EXERCISE PROMPT: Will you quote precisely the lines that run from the top of the material below to the line containing "to launch API", both ends included?

RECORDS FOR THIS EXERCISE:
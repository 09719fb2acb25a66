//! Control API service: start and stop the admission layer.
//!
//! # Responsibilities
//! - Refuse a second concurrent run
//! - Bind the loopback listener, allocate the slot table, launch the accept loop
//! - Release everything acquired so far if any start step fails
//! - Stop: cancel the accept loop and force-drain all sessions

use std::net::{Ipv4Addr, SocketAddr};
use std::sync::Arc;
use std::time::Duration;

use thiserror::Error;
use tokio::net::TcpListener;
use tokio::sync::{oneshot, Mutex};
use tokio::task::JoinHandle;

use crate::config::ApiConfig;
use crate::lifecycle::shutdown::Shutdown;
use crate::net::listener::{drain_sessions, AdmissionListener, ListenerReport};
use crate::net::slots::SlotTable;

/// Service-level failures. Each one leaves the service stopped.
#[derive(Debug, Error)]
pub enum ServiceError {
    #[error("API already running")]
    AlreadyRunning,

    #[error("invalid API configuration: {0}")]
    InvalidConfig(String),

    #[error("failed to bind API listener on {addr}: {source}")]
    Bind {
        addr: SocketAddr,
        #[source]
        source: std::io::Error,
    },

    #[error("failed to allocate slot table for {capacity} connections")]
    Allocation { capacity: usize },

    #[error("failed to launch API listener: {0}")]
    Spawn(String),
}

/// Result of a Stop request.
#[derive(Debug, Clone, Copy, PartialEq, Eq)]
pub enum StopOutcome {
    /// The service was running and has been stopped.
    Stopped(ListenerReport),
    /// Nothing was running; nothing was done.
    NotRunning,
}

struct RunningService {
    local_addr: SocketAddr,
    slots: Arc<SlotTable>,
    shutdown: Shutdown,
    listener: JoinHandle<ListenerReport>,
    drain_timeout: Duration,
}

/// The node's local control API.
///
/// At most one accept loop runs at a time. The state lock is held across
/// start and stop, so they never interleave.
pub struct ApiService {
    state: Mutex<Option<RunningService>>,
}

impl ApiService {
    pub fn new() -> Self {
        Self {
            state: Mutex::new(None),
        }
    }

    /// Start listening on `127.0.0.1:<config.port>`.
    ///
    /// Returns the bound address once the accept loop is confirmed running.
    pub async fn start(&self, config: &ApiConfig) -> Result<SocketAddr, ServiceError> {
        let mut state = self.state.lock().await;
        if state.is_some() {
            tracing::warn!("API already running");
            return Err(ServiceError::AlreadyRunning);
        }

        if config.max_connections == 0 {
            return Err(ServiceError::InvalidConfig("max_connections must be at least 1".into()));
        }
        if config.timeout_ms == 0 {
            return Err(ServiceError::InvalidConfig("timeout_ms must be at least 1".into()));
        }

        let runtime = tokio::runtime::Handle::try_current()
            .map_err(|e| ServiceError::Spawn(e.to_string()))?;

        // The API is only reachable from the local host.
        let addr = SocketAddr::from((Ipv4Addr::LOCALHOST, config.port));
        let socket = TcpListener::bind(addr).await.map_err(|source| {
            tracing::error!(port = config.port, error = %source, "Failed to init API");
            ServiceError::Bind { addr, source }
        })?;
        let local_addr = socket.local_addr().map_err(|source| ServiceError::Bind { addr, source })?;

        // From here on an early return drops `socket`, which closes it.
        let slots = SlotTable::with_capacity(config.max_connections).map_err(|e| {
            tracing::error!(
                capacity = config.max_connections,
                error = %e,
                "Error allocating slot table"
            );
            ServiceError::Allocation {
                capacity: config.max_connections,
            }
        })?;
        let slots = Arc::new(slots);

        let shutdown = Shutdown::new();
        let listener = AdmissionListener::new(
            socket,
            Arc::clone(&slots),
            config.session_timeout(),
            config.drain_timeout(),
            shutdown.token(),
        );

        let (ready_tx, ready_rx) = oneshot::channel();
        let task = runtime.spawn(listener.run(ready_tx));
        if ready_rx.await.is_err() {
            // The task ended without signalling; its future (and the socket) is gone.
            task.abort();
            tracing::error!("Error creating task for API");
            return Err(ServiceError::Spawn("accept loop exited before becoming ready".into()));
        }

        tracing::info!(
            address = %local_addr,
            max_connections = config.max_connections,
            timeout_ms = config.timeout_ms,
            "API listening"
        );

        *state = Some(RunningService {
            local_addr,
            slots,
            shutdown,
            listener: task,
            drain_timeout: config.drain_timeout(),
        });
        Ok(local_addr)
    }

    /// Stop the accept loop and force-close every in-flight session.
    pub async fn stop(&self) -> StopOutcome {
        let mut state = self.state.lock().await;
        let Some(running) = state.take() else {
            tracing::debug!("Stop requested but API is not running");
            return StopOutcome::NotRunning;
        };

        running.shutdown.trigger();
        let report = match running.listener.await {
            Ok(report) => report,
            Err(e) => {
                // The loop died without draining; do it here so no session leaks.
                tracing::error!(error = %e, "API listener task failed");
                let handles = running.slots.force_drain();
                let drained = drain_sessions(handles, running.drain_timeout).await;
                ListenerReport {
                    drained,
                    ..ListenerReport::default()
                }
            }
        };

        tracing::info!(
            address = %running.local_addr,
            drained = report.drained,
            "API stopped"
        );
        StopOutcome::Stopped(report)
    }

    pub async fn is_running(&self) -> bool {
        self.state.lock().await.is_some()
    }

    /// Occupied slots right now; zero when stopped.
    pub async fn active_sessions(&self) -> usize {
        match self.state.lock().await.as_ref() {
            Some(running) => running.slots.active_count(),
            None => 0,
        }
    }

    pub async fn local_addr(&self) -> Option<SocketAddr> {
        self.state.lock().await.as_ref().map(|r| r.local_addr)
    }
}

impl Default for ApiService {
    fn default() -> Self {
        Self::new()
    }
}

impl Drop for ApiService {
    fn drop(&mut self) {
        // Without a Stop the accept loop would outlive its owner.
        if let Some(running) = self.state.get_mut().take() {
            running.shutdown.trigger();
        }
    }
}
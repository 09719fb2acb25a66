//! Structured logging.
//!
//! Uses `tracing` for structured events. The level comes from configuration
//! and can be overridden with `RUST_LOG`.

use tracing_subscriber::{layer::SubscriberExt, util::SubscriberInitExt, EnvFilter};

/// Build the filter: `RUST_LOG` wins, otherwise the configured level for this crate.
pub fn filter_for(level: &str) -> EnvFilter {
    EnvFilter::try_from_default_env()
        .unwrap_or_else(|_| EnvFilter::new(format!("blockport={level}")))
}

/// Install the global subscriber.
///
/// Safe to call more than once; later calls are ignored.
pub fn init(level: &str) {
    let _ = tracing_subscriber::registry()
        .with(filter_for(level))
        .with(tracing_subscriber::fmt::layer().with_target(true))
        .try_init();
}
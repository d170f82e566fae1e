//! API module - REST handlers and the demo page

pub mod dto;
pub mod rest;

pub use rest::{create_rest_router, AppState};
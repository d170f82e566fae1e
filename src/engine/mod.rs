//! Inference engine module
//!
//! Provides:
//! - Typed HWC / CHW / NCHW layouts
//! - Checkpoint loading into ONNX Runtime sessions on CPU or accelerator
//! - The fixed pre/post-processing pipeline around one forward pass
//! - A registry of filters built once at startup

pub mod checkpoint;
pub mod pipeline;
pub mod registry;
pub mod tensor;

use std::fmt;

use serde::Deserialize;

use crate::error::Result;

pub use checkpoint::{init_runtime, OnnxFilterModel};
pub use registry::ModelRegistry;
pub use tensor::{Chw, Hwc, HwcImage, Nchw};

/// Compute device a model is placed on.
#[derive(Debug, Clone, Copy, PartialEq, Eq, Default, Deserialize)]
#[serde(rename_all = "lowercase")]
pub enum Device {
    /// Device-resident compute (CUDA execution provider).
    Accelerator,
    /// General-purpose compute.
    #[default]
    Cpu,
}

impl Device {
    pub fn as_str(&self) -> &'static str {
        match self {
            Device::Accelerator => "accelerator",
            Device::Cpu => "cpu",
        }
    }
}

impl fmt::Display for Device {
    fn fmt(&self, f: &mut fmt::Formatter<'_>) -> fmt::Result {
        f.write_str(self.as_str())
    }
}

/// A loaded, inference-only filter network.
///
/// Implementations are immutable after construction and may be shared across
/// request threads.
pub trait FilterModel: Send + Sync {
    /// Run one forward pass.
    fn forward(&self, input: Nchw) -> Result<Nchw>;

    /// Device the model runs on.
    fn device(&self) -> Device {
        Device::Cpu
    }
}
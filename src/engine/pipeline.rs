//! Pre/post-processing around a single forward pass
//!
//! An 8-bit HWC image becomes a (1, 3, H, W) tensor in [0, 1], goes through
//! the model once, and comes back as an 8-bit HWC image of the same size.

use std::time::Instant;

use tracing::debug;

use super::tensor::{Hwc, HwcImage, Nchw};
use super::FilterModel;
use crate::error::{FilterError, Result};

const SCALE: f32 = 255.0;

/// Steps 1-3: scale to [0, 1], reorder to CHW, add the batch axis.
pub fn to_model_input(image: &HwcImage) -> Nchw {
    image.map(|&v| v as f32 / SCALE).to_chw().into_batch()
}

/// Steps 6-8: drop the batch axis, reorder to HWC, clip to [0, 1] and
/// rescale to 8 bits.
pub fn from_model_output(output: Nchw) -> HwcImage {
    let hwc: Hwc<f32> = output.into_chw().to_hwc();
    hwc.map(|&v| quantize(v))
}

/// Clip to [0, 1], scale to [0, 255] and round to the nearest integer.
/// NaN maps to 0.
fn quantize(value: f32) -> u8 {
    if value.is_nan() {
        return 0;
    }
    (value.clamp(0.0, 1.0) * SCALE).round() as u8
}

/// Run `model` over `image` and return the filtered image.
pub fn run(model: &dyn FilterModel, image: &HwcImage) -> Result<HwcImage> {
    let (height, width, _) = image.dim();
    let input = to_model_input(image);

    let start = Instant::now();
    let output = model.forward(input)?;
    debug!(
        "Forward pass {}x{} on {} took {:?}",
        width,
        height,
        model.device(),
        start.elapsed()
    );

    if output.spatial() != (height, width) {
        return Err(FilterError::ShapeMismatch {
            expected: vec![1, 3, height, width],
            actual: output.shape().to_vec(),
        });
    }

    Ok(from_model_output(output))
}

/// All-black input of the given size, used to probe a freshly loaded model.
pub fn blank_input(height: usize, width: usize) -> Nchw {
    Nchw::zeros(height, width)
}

SOLUTION FOR THIS TASK:
repository 09719fb2acb25a66
//! Control API service: start and stop the admission layer.
//!
//! # Responsibilities
//! - Refuse a second concurrent run
//! - Bind the loopback listener, allocate the slot table, launch the accept loop
//! - Release everything acquired so far if any start step fails
//! - Stop: cancel the accept loop and force-drain all sessions

use std::net::{Ipv4Addr, SocketAddr};
use std::sync::Arc;
use std::time::Duration;

use thiserror::Error;
use tokio::net::TcpListener;
use tokio::sync::{oneshot, Mutex};
use tokio::task::JoinHandle;

use crate::config::ApiConfig;
use crate::lifecycle::shutdown::Shutdown;
use crate::net::listener::{drain_sessions, AdmissionListener, ListenerReport};
use crate::net::slots::SlotTable;

/// Service-level failures. Each one leaves the service stopped.
#[derive(Debug, Error)]
pub enum ServiceError {
    #[error("API already running")]
    AlreadyRunning,

    #[error("invalid API configuration: {0}")]
    InvalidConfig(String),

    #[error("failed to bind API listener on {addr}: {source}")]
    Bind {
        addr: SocketAddr,
        #[source]
        source: std::io::Error,
    },

    #[error("failed to allocate slot table for {capacity} connections")]
    Allocation { capacity: usize },

    #[error("failed to launch API listener: {0}")]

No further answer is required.